#### Records supplied
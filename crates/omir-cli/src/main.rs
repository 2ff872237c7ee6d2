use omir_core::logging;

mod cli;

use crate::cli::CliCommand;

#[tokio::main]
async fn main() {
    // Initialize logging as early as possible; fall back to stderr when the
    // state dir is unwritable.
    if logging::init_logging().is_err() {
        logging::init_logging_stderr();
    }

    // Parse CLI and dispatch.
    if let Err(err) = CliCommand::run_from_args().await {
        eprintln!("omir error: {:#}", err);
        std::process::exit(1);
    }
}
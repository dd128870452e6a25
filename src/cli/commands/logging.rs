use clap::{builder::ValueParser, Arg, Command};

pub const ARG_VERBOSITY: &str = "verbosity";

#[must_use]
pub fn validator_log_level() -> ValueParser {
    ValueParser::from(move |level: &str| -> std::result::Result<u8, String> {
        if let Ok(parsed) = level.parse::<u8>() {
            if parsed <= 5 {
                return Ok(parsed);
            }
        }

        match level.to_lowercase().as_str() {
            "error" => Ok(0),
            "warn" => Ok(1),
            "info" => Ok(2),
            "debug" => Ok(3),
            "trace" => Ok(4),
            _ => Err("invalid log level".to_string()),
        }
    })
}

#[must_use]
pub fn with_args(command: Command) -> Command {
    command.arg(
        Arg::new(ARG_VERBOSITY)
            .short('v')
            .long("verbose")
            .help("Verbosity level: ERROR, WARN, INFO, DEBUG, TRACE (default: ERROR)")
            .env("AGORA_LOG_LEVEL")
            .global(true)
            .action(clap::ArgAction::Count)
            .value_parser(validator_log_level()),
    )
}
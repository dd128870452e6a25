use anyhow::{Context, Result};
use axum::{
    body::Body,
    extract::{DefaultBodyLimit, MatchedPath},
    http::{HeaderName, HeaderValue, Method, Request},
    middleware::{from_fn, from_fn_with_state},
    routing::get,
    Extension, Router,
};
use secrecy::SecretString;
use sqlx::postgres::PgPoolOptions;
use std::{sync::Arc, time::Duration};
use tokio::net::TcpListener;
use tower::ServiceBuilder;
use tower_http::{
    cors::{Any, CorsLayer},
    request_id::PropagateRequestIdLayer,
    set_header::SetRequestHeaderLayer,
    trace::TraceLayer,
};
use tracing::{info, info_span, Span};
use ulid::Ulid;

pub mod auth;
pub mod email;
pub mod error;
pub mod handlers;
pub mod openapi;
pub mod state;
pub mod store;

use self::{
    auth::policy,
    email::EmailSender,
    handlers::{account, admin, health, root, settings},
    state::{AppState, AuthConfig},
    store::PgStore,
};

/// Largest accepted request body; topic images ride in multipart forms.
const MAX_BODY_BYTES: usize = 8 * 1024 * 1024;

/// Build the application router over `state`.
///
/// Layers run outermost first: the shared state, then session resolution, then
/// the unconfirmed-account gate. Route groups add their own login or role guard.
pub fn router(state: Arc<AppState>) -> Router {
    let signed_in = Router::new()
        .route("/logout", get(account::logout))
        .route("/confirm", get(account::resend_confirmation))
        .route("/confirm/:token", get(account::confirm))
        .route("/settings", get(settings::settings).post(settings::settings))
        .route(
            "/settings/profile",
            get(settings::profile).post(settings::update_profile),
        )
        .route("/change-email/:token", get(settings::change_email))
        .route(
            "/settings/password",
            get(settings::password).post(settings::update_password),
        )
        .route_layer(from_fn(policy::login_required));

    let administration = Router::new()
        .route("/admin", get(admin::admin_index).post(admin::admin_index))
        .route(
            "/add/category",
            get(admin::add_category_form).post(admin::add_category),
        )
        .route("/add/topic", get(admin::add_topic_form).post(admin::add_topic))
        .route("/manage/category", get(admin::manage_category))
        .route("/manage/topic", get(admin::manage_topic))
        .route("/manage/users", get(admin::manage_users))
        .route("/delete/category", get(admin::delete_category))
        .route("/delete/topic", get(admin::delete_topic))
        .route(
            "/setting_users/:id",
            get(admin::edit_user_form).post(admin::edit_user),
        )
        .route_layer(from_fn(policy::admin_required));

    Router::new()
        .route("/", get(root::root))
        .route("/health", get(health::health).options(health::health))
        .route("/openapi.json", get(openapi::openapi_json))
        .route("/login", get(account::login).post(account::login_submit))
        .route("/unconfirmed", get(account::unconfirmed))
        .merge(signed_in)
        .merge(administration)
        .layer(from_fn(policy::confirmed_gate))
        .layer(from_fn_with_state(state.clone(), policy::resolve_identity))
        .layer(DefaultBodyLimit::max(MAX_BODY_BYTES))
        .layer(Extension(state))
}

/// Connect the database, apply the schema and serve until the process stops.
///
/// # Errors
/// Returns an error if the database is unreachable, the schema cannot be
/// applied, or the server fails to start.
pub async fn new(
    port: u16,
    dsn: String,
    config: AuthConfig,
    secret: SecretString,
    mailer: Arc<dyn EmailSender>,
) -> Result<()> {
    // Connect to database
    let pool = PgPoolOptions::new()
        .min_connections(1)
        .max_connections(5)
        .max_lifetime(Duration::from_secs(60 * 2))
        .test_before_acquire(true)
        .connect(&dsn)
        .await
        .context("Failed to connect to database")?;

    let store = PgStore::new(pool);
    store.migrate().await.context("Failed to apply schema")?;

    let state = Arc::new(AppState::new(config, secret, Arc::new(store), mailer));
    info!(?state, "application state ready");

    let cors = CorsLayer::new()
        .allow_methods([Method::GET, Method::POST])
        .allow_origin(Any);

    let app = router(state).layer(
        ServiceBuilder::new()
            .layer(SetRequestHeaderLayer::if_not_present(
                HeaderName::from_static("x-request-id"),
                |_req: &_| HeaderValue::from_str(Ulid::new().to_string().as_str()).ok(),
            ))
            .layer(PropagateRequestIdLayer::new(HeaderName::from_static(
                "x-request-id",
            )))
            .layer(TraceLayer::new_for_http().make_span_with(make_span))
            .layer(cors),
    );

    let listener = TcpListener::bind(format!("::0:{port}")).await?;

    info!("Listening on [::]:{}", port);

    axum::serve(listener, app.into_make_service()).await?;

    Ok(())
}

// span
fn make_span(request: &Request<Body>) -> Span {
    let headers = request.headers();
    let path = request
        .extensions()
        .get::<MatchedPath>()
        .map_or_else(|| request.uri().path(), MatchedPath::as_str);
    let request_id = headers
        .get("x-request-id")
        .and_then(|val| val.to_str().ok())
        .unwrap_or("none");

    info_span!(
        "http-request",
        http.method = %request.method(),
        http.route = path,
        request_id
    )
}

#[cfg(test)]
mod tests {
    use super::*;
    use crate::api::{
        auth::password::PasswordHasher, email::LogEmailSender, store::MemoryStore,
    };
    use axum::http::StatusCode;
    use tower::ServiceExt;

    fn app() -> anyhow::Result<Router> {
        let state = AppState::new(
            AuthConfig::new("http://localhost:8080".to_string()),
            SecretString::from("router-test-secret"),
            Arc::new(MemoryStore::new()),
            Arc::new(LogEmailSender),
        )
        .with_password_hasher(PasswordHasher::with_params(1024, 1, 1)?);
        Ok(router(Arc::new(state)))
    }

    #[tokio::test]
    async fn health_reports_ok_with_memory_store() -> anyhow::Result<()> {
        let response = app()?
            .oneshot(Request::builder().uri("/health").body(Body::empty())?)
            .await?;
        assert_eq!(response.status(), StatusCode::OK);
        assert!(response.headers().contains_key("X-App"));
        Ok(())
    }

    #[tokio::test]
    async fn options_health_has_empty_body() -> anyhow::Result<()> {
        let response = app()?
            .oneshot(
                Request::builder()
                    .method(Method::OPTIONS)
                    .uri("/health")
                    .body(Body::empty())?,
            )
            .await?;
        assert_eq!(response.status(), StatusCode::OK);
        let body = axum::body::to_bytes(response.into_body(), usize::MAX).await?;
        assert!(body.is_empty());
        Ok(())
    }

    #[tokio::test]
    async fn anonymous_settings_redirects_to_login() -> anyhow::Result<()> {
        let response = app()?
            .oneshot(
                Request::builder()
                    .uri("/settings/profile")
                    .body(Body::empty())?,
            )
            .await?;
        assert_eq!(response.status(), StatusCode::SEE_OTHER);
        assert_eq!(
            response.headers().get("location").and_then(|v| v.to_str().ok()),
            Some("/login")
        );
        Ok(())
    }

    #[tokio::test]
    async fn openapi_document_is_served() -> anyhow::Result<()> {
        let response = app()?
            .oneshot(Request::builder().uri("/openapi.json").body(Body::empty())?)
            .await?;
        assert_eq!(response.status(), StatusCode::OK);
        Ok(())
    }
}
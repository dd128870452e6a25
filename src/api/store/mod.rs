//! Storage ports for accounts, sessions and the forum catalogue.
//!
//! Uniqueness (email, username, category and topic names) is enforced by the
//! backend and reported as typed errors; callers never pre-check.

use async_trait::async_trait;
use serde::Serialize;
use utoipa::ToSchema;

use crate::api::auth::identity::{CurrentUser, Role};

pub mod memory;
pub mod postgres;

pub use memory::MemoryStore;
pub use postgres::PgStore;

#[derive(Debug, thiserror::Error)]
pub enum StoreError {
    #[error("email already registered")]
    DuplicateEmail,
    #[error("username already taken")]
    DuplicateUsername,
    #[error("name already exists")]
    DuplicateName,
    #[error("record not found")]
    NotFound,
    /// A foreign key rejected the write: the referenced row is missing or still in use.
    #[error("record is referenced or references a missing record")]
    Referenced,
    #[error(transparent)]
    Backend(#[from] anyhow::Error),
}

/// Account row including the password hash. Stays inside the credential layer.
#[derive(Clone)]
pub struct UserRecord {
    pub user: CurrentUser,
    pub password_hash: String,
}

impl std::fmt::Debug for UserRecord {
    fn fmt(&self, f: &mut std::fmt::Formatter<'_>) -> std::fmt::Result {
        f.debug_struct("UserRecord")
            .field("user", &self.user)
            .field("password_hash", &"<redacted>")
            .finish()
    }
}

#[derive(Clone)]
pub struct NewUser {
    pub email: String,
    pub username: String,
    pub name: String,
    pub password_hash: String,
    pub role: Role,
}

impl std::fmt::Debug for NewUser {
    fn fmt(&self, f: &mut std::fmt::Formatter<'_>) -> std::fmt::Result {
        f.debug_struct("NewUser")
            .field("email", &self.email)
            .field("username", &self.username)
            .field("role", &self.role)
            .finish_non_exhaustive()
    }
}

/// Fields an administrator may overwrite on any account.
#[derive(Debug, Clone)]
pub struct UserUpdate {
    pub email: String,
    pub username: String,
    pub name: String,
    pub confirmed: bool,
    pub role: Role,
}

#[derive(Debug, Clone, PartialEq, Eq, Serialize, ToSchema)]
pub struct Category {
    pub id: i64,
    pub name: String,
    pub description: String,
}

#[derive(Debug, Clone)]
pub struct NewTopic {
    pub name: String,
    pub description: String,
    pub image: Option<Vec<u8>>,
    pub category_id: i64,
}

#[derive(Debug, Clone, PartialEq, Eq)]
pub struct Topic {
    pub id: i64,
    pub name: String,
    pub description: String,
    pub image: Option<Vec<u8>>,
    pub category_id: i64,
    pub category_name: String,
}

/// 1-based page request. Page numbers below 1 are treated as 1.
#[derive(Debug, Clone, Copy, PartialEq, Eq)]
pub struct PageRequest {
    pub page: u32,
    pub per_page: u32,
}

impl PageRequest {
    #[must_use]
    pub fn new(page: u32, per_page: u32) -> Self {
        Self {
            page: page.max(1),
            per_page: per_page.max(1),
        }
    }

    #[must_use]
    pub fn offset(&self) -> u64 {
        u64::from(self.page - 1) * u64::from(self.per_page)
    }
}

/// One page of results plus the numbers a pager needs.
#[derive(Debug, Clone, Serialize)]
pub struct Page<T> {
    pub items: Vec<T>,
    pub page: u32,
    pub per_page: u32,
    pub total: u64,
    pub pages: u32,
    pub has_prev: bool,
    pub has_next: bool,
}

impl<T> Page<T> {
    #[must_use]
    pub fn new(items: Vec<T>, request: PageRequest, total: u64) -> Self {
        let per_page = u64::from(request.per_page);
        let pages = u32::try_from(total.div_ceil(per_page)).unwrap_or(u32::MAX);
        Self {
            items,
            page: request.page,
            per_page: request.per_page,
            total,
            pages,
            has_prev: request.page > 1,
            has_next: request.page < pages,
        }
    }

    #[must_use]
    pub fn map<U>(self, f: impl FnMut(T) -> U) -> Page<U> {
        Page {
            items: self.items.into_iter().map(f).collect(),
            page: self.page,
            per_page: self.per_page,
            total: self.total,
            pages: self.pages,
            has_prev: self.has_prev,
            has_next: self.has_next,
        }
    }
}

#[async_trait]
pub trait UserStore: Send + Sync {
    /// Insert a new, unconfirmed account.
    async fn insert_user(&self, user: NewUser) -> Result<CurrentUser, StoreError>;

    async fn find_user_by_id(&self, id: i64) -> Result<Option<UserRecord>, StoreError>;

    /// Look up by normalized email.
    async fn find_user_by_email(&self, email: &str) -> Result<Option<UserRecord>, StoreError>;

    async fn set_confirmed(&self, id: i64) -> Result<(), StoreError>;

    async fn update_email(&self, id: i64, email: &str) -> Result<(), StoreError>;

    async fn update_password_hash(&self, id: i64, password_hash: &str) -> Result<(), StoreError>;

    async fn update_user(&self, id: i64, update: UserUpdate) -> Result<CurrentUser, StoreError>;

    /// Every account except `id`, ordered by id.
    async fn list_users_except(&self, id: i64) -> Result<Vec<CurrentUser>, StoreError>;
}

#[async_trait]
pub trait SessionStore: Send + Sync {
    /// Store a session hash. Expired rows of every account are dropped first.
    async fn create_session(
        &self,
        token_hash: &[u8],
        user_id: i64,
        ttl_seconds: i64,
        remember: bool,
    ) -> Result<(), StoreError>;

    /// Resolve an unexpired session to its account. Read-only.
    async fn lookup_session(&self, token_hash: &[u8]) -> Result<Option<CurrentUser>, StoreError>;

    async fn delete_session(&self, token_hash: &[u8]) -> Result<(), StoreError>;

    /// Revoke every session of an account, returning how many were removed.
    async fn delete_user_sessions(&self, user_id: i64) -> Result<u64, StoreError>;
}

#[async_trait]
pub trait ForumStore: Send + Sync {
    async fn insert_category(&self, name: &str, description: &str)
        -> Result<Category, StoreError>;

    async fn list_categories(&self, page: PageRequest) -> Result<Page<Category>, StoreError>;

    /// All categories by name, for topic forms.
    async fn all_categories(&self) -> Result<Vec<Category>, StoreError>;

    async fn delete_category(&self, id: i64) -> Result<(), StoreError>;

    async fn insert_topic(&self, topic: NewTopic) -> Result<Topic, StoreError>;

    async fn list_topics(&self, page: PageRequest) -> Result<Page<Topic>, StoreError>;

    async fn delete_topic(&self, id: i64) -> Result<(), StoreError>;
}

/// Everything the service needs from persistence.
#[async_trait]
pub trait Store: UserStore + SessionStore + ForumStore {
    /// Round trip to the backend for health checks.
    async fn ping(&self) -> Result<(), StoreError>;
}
########
> _Task directions_
Check the entries above line by line and return each one containing the word "needs".

> _Exercise output_
/// One page of results plus the numbers a pager needs.
/// Everything the service needs from persistence.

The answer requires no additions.